China’s Growing Interest in the Middle East is Anything but Benign https://mosaicmagazine.com/picks/politics-current-affairs/2019/09/chinas-growing-interest-in-the-middle-east-is-anything-but-benign/

September 12, 2019 | Ilan Berman
About the author:

While Beijing insists officially that its rapidly growing involvement in the Middle East—arms sales, trade deals, technology-sharing agreements, and massive infrastructure projects—is purely economic and politically neutral, Ilan Berman discerns something more sinister. As an example, Berman points to the muted reactions of such Muslim rulers as Turkey’s Recep Tayyip Erdogan and Saudi Arabia’s Muhammad bin Salman to China’s massive and brutal persecution of the Muslim Uighurs of its northwest, noting that China has invested heavily in both Turkey and Saudi Arabia:

[W]hen the region’s most influential leaders have chosen to weigh in on China’s anti-Muslim offensive, they have done so in support of Beijing, rather than in opposition to it. . . . The result is tantamount to an abandonment of Chinese Muslims by their Middle Eastern co-religionists for economic reasons. The signal sent to Beijing is that its domestic policies, no matter how repressive, will be considered off-limits for criticism or inspection so long as the price is right. That, in turn, is likely to fuel Beijing’s current offensive of forcing assimilation and subservience among its Muslim minority by any means necessary.

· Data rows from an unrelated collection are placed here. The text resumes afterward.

use super::*;
use rand::SeedableRng;
use rand::rngs::StdRng;

const SIZE: u32 = 22;

fn engine(per_block: u32, keep: u32, target: &str) -> MatrixLayoutEngine {
    MatrixLayoutEngine::new(&AnimationConfig {
        glyph_size: SIZE,
        reveal_interval_ms: 1000.0,
        columns_per_block: per_block,
        keep_columns: keep,
        target: target.to_owned(),
        ..AnimationConfig::default()
    })
}

fn grid(cols: u32, rows: u32) -> Grid {
    Grid::for_surface(
        Canvas {
            width: cols * SIZE,
            height: rows * SIZE,
        },
        SIZE,
    )
}

fn symbols(layout: Layout) -> Vec<Symbol> {
    match layout {
        Layout::Frame(s) => s,
        Layout::Exhausted => panic!("unexpected exhausted layout"),
    }
}

fn column_of(sym: &Symbol) -> u32 {
    (sym.x / f64::from(SIZE)).round() as u32
}

fn header(symbols: &[Symbol]) -> Vec<(char, f64)> {
    symbols
        .iter()
        .filter(|s| s.y == f64::from(SIZE))
        .map(|s| (s.glyph, s.x))
        .collect()
}

#[test]
fn grid_floors_partial_cells() {
    let g = Grid::for_surface(
        Canvas {
            width: 1920,
            height: 1080,
        },
        22,
    );
    assert_eq!(g, Grid { rows: 49, cols: 87 });
}

#[test]
fn columns_to_reveal_is_monotonic() {
    let e = engine(10, 2, "");
    let mut prev = 0;
    for step in 0..2000 {
        let n = e.columns_to_reveal(f64::from(step) * 7.3);
        assert!(n >= prev);
        prev = n;
    }
    assert_eq!(e.columns_to_reveal(-5.0), 0);
    assert_eq!(e.columns_to_reveal(999.9), 0);
    assert_eq!(e.columns_to_reveal(1000.0), 1);
}

#[test]
fn exhaustion_boundary_for_wide_blocks() {
    let e = engine(13, 3, "+380501234567");
    assert!(!e.is_exhausted(10_000.0));
    assert!(!e.is_exhausted(10_999.0));
    assert!(e.is_exhausted(11_000.0));
    assert_eq!(
        e.layout(11_000.0, grid(30, 5), &mut StdRng::seed_from_u64(1)),
        Layout::Exhausted
    );
}

#[test]
fn reveal_counts_from_block_right_edge() {
    let e = engine(5, 2, "");
    let revealed: Vec<u32> = (1..=10).filter(|&x| e.is_revealed(x, 2)).collect();
    assert_eq!(revealed, vec![4, 5, 9, 10]);
    assert!((1..=10).all(|x| !e.is_revealed(x, 0)));
}

#[test]
fn at_start_only_noise_is_emitted() {
    let e = engine(5, 2, "42");
    let g = grid(10, 4);
    let syms = symbols(e.layout(0.0, g, &mut StdRng::seed_from_u64(7)));

    assert!(header(&syms).is_empty());
    let foreground = syms.iter().filter(|s| s.opacity == DEFAULT_SYMBOL_OPACITY).count();
    assert_eq!(foreground, (g.cols * (g.rows - 1)) as usize);
    assert!(syms.iter().all(|s| s.glyph.is_ascii_digit()));
}

#[test]
fn revealed_columns_stop_noise_and_show_target_chars() {
    let g = grid(10, 4);

    // Short target: revealed columns 4,5,9,10 have no target char, so they go blank.
    let e = engine(5, 2, "42");
    let syms = symbols(e.layout(2500.0, g, &mut StdRng::seed_from_u64(7)));
    assert!(header(&syms).is_empty());
    for col in [4, 5, 9, 10] {
        assert!(syms.iter().all(|s| column_of(s) != col));
    }
    for col in [1, 2, 3, 6, 7, 8] {
        assert!(syms.iter().any(|s| column_of(s) == col));
    }

    // Full-width target: columns 4 and 5 are drawn one block to the right in the header row.
    let e = engine(5, 2, "42817");
    let syms = symbols(e.layout(2500.0, g, &mut StdRng::seed_from_u64(7)));
    assert_eq!(
        header(&syms),
        vec![('1', f64::from(9 * SIZE)), ('7', f64::from(10 * SIZE))]
    );
    assert!(syms.iter().filter(|s| s.y == f64::from(SIZE)).all(|s| s.opacity == 1.0));
}

#[test]
fn scenario_runs_until_budget_is_spent() {
    let e = engine(5, 2, "42817");
    let g = grid(10, 4);
    let mut rng = StdRng::seed_from_u64(3);

    let syms = symbols(e.layout(3500.0, g, &mut rng));
    let glyphs: Vec<char> = header(&syms).into_iter().map(|(c, _)| c).collect();
    assert_eq!(glyphs, vec!['8', '1', '7']);

    assert!(!e.is_exhausted(3999.0));
    assert_eq!(e.layout(4000.5, g, &mut rng), Layout::Exhausted);
}

#[test]
fn noise_cells_layer_faint_digits_under_foreground() {
    let e = engine(5, 2, "");
    let g = grid(3, 30);
    let syms = symbols(e.layout(0.0, g, &mut StdRng::seed_from_u64(11)));

    let mut faint_run = Vec::new();
    for s in &syms {
        if s.opacity == DEFAULT_SYMBOL_OPACITY {
            let expected: Vec<f64> = (1..=faint_run.len()).map(|i| 0.5 / i as f64).collect();
            assert_eq!(faint_run, expected);
            assert!(faint_run.len() <= 2);
            faint_run.clear();
        } else {
            faint_run.push(s.opacity);
        }
    }
    assert!(faint_run.is_empty());
}

#[test]
fn single_row_grid_has_nothing_to_draw() {
    let e = engine(5, 2, "42817");
    let syms = symbols(e.layout(2500.0, grid(10, 1), &mut StdRng::seed_from_u64(1)));
    assert!(syms.is_empty());
}

#[test]
fn exhausted_layout_leaves_buffer_untouched() {
    let e = engine(5, 2, "");
    let mut out = vec![Symbol::new('x', 0.0, 0.0, 1.0)];
    assert!(!e.layout_into(9000.0, grid(10, 4), &mut StdRng::seed_from_u64(1), &mut out));
    assert_eq!(out.len(), 1);
}

#[test]
fn same_seed_same_frame() {
    let e = engine(10, 2, "9375019583");
    let g = grid(40, 20);
    let a = e.layout(4200.0, g, &mut StdRng::seed_from_u64(99));
    let b = e.layout(4200.0, g, &mut StdRng::seed_from_u64(99));
    assert_eq!(a, b);
}
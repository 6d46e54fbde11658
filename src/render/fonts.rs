use std::path::Path;

use anyhow::Context as _;

use crate::foundation::error::{IntroError, IntroResult};

/// Families tried after the generic sans-serif alias, which `fontdb` maps to Arial.
const PREFERRED_SANS: &[&str] = &[
    "DejaVu Sans",
    "Liberation Sans",
    "Noto Sans",
    "Helvetica",
    "Segoe UI",
];

/// Best sans-serif face in `db`, falling back to any regular face, then to any face.
pub(crate) fn pick_face(db: &fontdb::Database) -> Option<fontdb::ID> {
    let mut families = vec![fontdb::Family::SansSerif];
    families.extend(PREFERRED_SANS.iter().map(|name| fontdb::Family::Name(*name)));
    let query = fontdb::Query {
        families: &families,
        ..fontdb::Query::default()
    };
    db.query(&query).or_else(|| {
        db.faces()
            .find(|f| f.style == fontdb::Style::Normal && f.weight == fontdb::Weight::NORMAL)
            .or_else(|| db.faces().next())
            .map(|f| f.id)
    })
}

/// Raw bytes of the file (or collection) holding `id`.
pub(crate) fn face_bytes(db: &fontdb::Database, id: fontdb::ID) -> Option<Vec<u8>> {
    db.with_face_data(id, |data, _index| data.to_vec())
}

/// Bytes of a sans-serif system font, as found by `fontdb`.
pub fn system_font() -> Option<Vec<u8>> {
    let mut db = fontdb::Database::new();
    db.load_system_fonts();
    let id = pick_face(&db)?;
    if let Some(face) = db.face(id) {
        let family = face.families.first().map(|(name, _)| name.as_str());
        tracing::debug!(?family, faces = db.len(), "resolved system font");
    }
    face_bytes(&db, id)
}

/// Read `path`, or resolve a system sans-serif font when `None`.
pub fn load_font(path: Option<&Path>) -> IntroResult<Vec<u8>> {
    let Some(path) = path else {
        return system_font().ok_or_else(|| {
            IntroError::surface("no system font found; pass a TTF/OTF file explicitly")
        });
    };
    let bytes =
        std::fs::read(path).with_context(|| format!("read font '{}'", path.display()))?;
    tracing::debug!(path = %path.display(), bytes = bytes.len(), "loaded font");
    Ok(bytes)
}

#[cfg(test)]
#[path = "../../tests/unit/render/fonts.rs"]
mod tests;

Arguably the most profound effect of China’s expanding presence in the Middle East, however, has been its adverse impact on governance throughout the region. Today, the digitally enabled authoritarianism that China’s government has used to great effect to reshape its own society in a more rigid, censored, and compliant direction has begun to proliferate in the countries of the Middle East. Most blatantly, Chinese companies have long helped Iran’s clerical regime to repress its own people, [sometimes] doing so in violation of U.S. sanctions.

Egypt has similarly allowed the PRC to obtain a major stake in its communications sector and to disseminate technologies that have strengthened President Abdel Fatah el-Sisi’s grip on power at the expense of freedom of expression there. . . . Other regional states could soon head in the same direction. . . . The “China model” of social control could thus easily become an export commodity in Beijing’s dealings with the Middle East—much to the detriment of prospects for pluralism and democracy in the region.